Argininosuccinic acid
- Names: IUPAC name N-[{[(4S)-4-amino-4-carboxybutyl]amino}(imino)methyl]-L-aspartic acid

Identifiers
- CAS Number: 2387-71-5;
- 3D model (JSmol): Interactive image;
- ChemSpider: 16059;
- IUPHAR/BPS: 5324;
- PubChem CID: 16950;
- UNII: T67NZ5MU4H;
- CompTox Dashboard (EPA): DTXSID80178574 ;

Properties
- Chemical formula: C_{10}H_{18}N_{4}O_{6}
- Molar mass: 290.27312

= Argininosuccinic acid =

Argininosuccinic acid is a non-proteinogenic amino acid that is an important intermediate in the urea cycle.
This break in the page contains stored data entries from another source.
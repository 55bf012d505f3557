use anyhow::Result;
use clap::Parser as ClapParser;
use indicatif::MultiProgress;
use indicatif_log_bridge::LogWrapper;

use cli::command::{Cli, Commands, LogFormat};
use cli::crack::cmd_crack;
use cli::descramble::cmd_descramble;
use cli::info::cmd_info;

mod cli;
mod input;
mod summary;

fn main() -> Result<()> {
    let cli = Cli::parse();

    let base_level = cli.loglevel.to_level_filter();

    let multi = MultiProgress::new();

    let mut env_builder = env_logger::Builder::from_default_env();
    env_builder.filter_level(base_level);
    match cli.log_format {
        LogFormat::Plain => {
            env_builder.format_timestamp_secs();
        }
        LogFormat::Json => {
            env_builder.format(|buf, record| {
                use std::io::Write;
                writeln!(
                    buf,
                    "{{\"ts\":{},\"lvl\":\"{}\",\"target\":\"{}\",\"msg\":{:?}}}",
                    buf.timestamp(),
                    record.level(),
                    record.target(),
                    record.args().to_string()
                )
            });
        }
    }

    let pb = if cli.progress {
        let logger = env_builder.build();
        LogWrapper::new(multi.clone(), logger).try_init()?;
        Some(&multi)
    } else {
        env_builder.try_init()?;
        None
    };

    match cli.command {
        Commands::Info(ref args) => cmd_info(args, &cli)?,
        Commands::Crack(ref args) => cmd_crack(args, &cli, pb)?,
        Commands::Descramble(ref args) => cmd_descramble(args, &cli, pb)?,
    }

    Ok(())
}
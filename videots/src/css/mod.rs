//! CSS authentication, title key recovery and descrambling.
//!
//! A [`Css`] session ties the pieces together:
//!
//! - [`auth`]: handshake with the drive, yielding the bus key and the
//!   decrypted disc key block.
//! - [`crack`]: title key recovery from scrambled sectors of a title.
//! - [`descramble`]: per-sector descrambling with the title key.
//!
//! Title key recovery does not depend on the handshake; an image file can
//! be descrambled without a drive.

use anyhow::Result;
use log::debug;

use crate::utils::sector::{SECTOR_SIZE, SectorSource};

pub mod auth;
pub mod crack;
pub mod crypt;
pub mod descramble;
pub mod tables;

use auth::{AuthState, DiscAuthState};
use crack::{ScanOptions, TitleKey};

pub const KEY_SIZE: usize = 5;
pub const CHALLENGE_SIZE: usize = 10;
pub const DISC_KEY_SIZE: usize = SECTOR_SIZE;

/// A 40-bit CSS key.
pub type Key = [u8; KEY_SIZE];

/// Disc key block as read from the drive.
pub type DiscKey = [u8; DISC_KEY_SIZE];

/// State of one CSS session on a disc.
#[derive(Debug, Clone)]
pub struct Css {
    pub disc: DiscAuthState,
    pub state: AuthState,
    pub agid: Option<u8>,
    /// Disc key block with the bus key removed.
    pub disc_key: Box<DiscKey>,
    /// Active title, 1-based. 0 before a title is selected.
    pub title: u16,
    /// First sector of the active title's VOB data.
    pub title_start: u64,
    pub title_key: Key,
}

impl Default for Css {
    fn default() -> Self {
        Self {
            disc: DiscAuthState::default(),
            state: AuthState::default(),
            agid: None,
            disc_key: Box::new([0; DISC_KEY_SIZE]),
            title: 0,
            title_start: 0,
            title_key: [0; KEY_SIZE],
        }
    }
}

impl Css {
    /// Makes `title` the active title and forgets the previous title key.
    pub fn set_title(&mut self, title: u16, start_sector: u64) {
        debug!("css: title {title} starts at sector {start_sector}");
        self.title = title;
        self.title_start = start_sector;
        self.title_key = [0; KEY_SIZE];
    }

    /// Recovers the key of the active title by scanning its sectors.
    ///
    /// An unscrambled title leaves the key zeroed.
    pub fn find_title_key<S: SectorSource>(
        &mut self,
        source: &mut S,
        options: &ScanOptions,
    ) -> Result<TitleKey> {
        let outcome = crack::find_title_key(source, self.title_start, options)?;
        self.title_key = match outcome {
            TitleKey::Key(key) => key,
            TitleKey::NotScrambled => [0; KEY_SIZE],
        };
        Ok(outcome)
    }

    /// Descrambles one sector of the active title in place.
    pub fn descramble(&self, sector: &mut [u8; SECTOR_SIZE]) {
        descramble::descramble_sector(&self.title_key, sector);
    }
}
//! Video title set (`VTS_nn_0.IFO`).

use anyhow::{Result, ensure};
use log::{debug, trace};

use super::attr::{Domain, StreamAttributes};
use super::cell::{CellAddressTable, VobuAddressMap};
use super::pgc::{MenuUnitTable, PgcInfoTable, ProgramChain};
use super::reader::IfoReader;
use super::{
    IfoOptions, TABLE_HEADER_SIZE, TableHeader, check_start_byte, ifo_end, read_identifier,
    sector_position, table_position,
};
use crate::utils::errors::IfoError;
use crate::utils::sector::SectorSource;

pub const VTS_IDENTIFIER: &str = "DVDVIDEO-VTS";

const CHAPTER_SIZE: u64 = 4;
const TIME_MAP_ENTRY_SIZE: u32 = 4;

#[derive(Debug, Clone, PartialEq, Eq)]
pub struct VtsManagerInf {
    pub identifier: String,
    pub last_sector: u32,
    pub ifo_last_sector: u32,
    pub spec_version: u8,
    pub category: u32,
    pub end_byte: u32,
    pub menu_vobs_sector: u32,
    pub title_vobs_sector: u32,
    pub chapter_table_sector: u32,
    pub pgcit_sector: u32,
    pub menu_pgci_ut_sector: u32,
    pub time_map_sector: u32,
    pub menu_cell_address_sector: u32,
    pub menu_vobu_map_sector: u32,
    pub cell_address_sector: u32,
    pub vobu_map_sector: u32,
    pub menu_attributes: StreamAttributes,
    pub title_attributes: StreamAttributes,
}

impl VtsManagerInf {
    pub fn read<S: SectorSource>(reader: &mut IfoReader<S>, options: &IfoOptions) -> Result<Self> {
        let identifier = read_identifier(reader, options, VTS_IDENTIFIER)?;
        let last_sector = reader.read_double()?;
        reader.dump_bytes(12)?;
        let ifo_last_sector = reader.read_double()?;
        reader.dump_bytes(1)?;
        let spec_version = reader.read_byte()?;
        let category = reader.read_double()?;
        reader.dump_bytes(90)?;
        let end_byte = reader.read_double()?;
        reader.dump_bytes(60)?;

        let menu_vobs_sector = reader.read_double()?;
        let title_vobs_sector = reader.read_double()?;
        let chapter_table_sector = reader.read_double()?;
        let pgcit_sector = reader.read_double()?;
        let menu_pgci_ut_sector = reader.read_double()?;
        let time_map_sector = reader.read_double()?;
        let menu_cell_address_sector = reader.read_double()?;
        let menu_vobu_map_sector = reader.read_double()?;
        let cell_address_sector = reader.read_double()?;
        let vobu_map_sector = reader.read_double()?;
        reader.dump_bytes(24)?;

        let menu_attributes = StreamAttributes::read(reader, options, Domain::VTS_MENU)?;
        reader.dump_bytes(2)?;
        let title_attributes = StreamAttributes::read(reader, options, Domain::VTS_TITLE)?;

        Ok(Self {
            identifier,
            last_sector,
            ifo_last_sector,
            spec_version,
            category,
            end_byte,
            menu_vobs_sector,
            title_vobs_sector,
            chapter_table_sector,
            pgcit_sector,
            menu_pgci_ut_sector,
            time_map_sector,
            menu_cell_address_sector,
            menu_vobu_map_sector,
            cell_address_sector,
            vobu_map_sector,
            menu_attributes,
            title_attributes,
        })
    }
}

/// Entry point of a chapter (part of title).
#[derive(Debug, Clone, Copy, PartialEq, Eq)]
pub struct Chapter {
    pub pgc: u16,
    pub program: u16,
}

/// Chapters of every title in the set, indexed by VTS title number - 1.
#[derive(Debug, Clone, PartialEq, Eq)]
pub struct ChapterTable {
    pub end_byte: u32,
    pub titles: Vec<Vec<Chapter>>,
}

impl ChapterTable {
    pub fn read<S: SectorSource>(reader: &mut IfoReader<S>, start: u64) -> Result<Self> {
        reader.seek(start)?;
        let header = TableHeader::read(reader)?;
        reader.check_table_end("chapter table", start, header.end_byte)?;
        header.check_records("chapter table", TABLE_HEADER_SIZE, 4)?;

        let mut offsets = Vec::with_capacity(header.count as usize);
        for _ in 0..header.count {
            let start_byte = reader.read_double()?;
            check_start_byte("chapter table", start_byte, header.end_byte)?;
            offsets.push(start_byte);
        }

        let mut titles = Vec::with_capacity(offsets.len());
        for (i, &start_byte) in offsets.iter().enumerate() {
            // a title's chapters run up to the next title's
            let end = offsets
                .get(i + 1)
                .map_or(header.end_byte as u64 + 1, |&next| next as u64);
            ensure!(
                end >= start_byte as u64,
                IfoError::StartByteOutOfBounds {
                    table: "chapter table",
                    start_byte,
                    end_byte: end as u32,
                }
            );

            reader.seek(start + start_byte as u64)?;
            let chapters = (0..(end - start_byte as u64) / CHAPTER_SIZE)
                .map(|_| -> Result<Chapter> {
                    Ok(Chapter {
                        pgc: reader.read_word()?,
                        program: reader.read_word()?,
                    })
                })
                .collect::<Result<Vec<_>>>()?;

            trace!("vts title {}: {} chapters", i + 1, chapters.len());
            titles.push(chapters);
        }

        Ok(Self {
            end_byte: header.end_byte,
            titles,
        })
    }
}

#[derive(Debug, Clone, Copy, PartialEq, Eq)]
pub struct TimeMapEntry {
    pub sector: u32,
    /// Playback is discontinuous between this entry and the next.
    pub discontinuity: bool,
}

/// VOBU sectors sampled every `time_unit` seconds of one program chain.
#[derive(Debug, Clone, PartialEq, Eq)]
pub struct TimeMap {
    pub time_unit: u8,
    pub entries: Vec<TimeMapEntry>,
}

#[derive(Debug, Clone, PartialEq, Eq)]
pub struct TimeMapTable {
    pub end_byte: u32,
    pub maps: Vec<TimeMap>,
}

impl TimeMapTable {
    pub fn read<S: SectorSource>(reader: &mut IfoReader<S>, start: u64) -> Result<Self> {
        reader.seek(start)?;
        let header = TableHeader::read(reader)?;
        reader.check_table_end("time map table", start, header.end_byte)?;
        header.check_records("time map table", TABLE_HEADER_SIZE, 4)?;

        let mut offsets = Vec::with_capacity(header.count as usize);
        for _ in 0..header.count {
            let start_byte = reader.read_double()?;
            check_start_byte("time map table", start_byte, header.end_byte)?;
            offsets.push(start_byte);
        }

        let mut maps = Vec::with_capacity(offsets.len());
        for start_byte in offsets {
            reader.seek(start + start_byte as u64)?;
            let time_unit = reader.read_byte()?;
            reader.dump_bytes(1)?;
            let entry_nb = reader.read_word()?;

            TableHeader {
                count: entry_nb,
                end_byte: header.end_byte - start_byte,
            }
            .check_records("time map", 4, TIME_MAP_ENTRY_SIZE as usize)?;

            let entries = (0..entry_nb)
                .map(|_| -> Result<TimeMapEntry> {
                    let raw = reader.read_double()?;
                    Ok(TimeMapEntry {
                        sector: raw & 0x7FFF_FFFF,
                        discontinuity: raw & 0x8000_0000 != 0,
                    })
                })
                .collect::<Result<Vec<_>>>()?;

            maps.push(TimeMap { time_unit, entries });
        }

        Ok(Self {
            end_byte: header.end_byte,
            maps,
        })
    }
}

/// Parsed title set IFO.
#[derive(Debug, Clone, PartialEq)]
pub struct Vts {
    /// First sector of the IFO file.
    pub base: u64,
    pub mat: VtsManagerInf,
    pub chapters: Option<ChapterTable>,
    pub pgcit: Option<PgcInfoTable>,
    pub menus: Option<MenuUnitTable>,
    pub time_maps: Option<TimeMapTable>,
    pub menu_cells: Option<CellAddressTable>,
    pub menu_vobus: Option<VobuAddressMap>,
    pub cells: Option<CellAddressTable>,
    pub vobus: Option<VobuAddressMap>,
}

impl Vts {
    /// Parses the title set whose IFO starts at sector `base`.
    pub fn parse<S: SectorSource>(
        reader: &mut IfoReader<S>,
        options: &IfoOptions,
        base: u64,
    ) -> Result<Self> {
        reader.seek(sector_position(base, 0)?)?;
        let mat = VtsManagerInf::read(reader, options)?;
        reader.set_limit(ifo_end(base, mat.ifo_last_sector)?);
        debug!(
            "vts at sector {base}: title VOBs at +{}, {} audio, {} sub-picture streams",
            mat.title_vobs_sector,
            mat.title_attributes.audio.len(),
            mat.title_attributes.subpictures.len()
        );

        let chapters = match table_position(base, mat.chapter_table_sector)? {
            Some(pos) => Some(ChapterTable::read(reader, pos)?),
            None => None,
        };
        let menus = match table_position(base, mat.menu_pgci_ut_sector)? {
            Some(pos) => Some(MenuUnitTable::read(reader, options, pos)?),
            None => None,
        };
        let pgcit = match table_position(base, mat.pgcit_sector)? {
            Some(pos) => Some(PgcInfoTable::read(reader, options, pos)?),
            None => None,
        };
        let time_maps = match table_position(base, mat.time_map_sector)? {
            Some(pos) => Some(TimeMapTable::read(reader, pos)?),
            None => None,
        };
        let menu_cells = match table_position(base, mat.menu_cell_address_sector)? {
            Some(pos) => Some(CellAddressTable::read(reader, options, pos)?),
            None => None,
        };
        let menu_vobus = match table_position(base, mat.menu_vobu_map_sector)? {
            Some(pos) => Some(VobuAddressMap::read(reader, pos)?),
            None => None,
        };
        let cells = match table_position(base, mat.cell_address_sector)? {
            Some(pos) => Some(CellAddressTable::read(reader, options, pos)?),
            None => None,
        };
        let vobus = match table_position(base, mat.vobu_map_sector)? {
            Some(pos) => Some(VobuAddressMap::read(reader, pos)?),
            None => None,
        };

        Ok(Self {
            base,
            mat,
            chapters,
            pgcit,
            menus,
            time_maps,
            menu_cells,
            menu_vobus,
            cells,
            vobus,
        })
    }

    /// First sector of the title VOBs (`VTS_nn_1.VOB`).
    pub fn title_vobs_start(&self) -> Option<u64> {
        match self.mat.title_vobs_sector {
            0 => None,
            sector => self.base.checked_add(sector as u64),
        }
    }

    /// Entry program chain of VTS title `vts_title` (1-based).
    pub fn title_chain(&self, vts_title: u8) -> Option<&ProgramChain> {
        self.pgcit.as_ref()?.title_entry(vts_title)
    }
}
It is also known as argininosuccinate.

==Reactions==
Some cells synthesize argininosuccinic acid from citrulline and aspartic acid and use it as a precursor for arginine in the urea cycle (or citrulline-NO cycle), releasing fumarate as a by-product to enter the TCA cycle. The enzyme that catalyzes the reaction is argininosuccinate synthetase.

Argininosuccinic acid is a precursor to fumarate in the citric acid cycle via argininosuccinate lyase.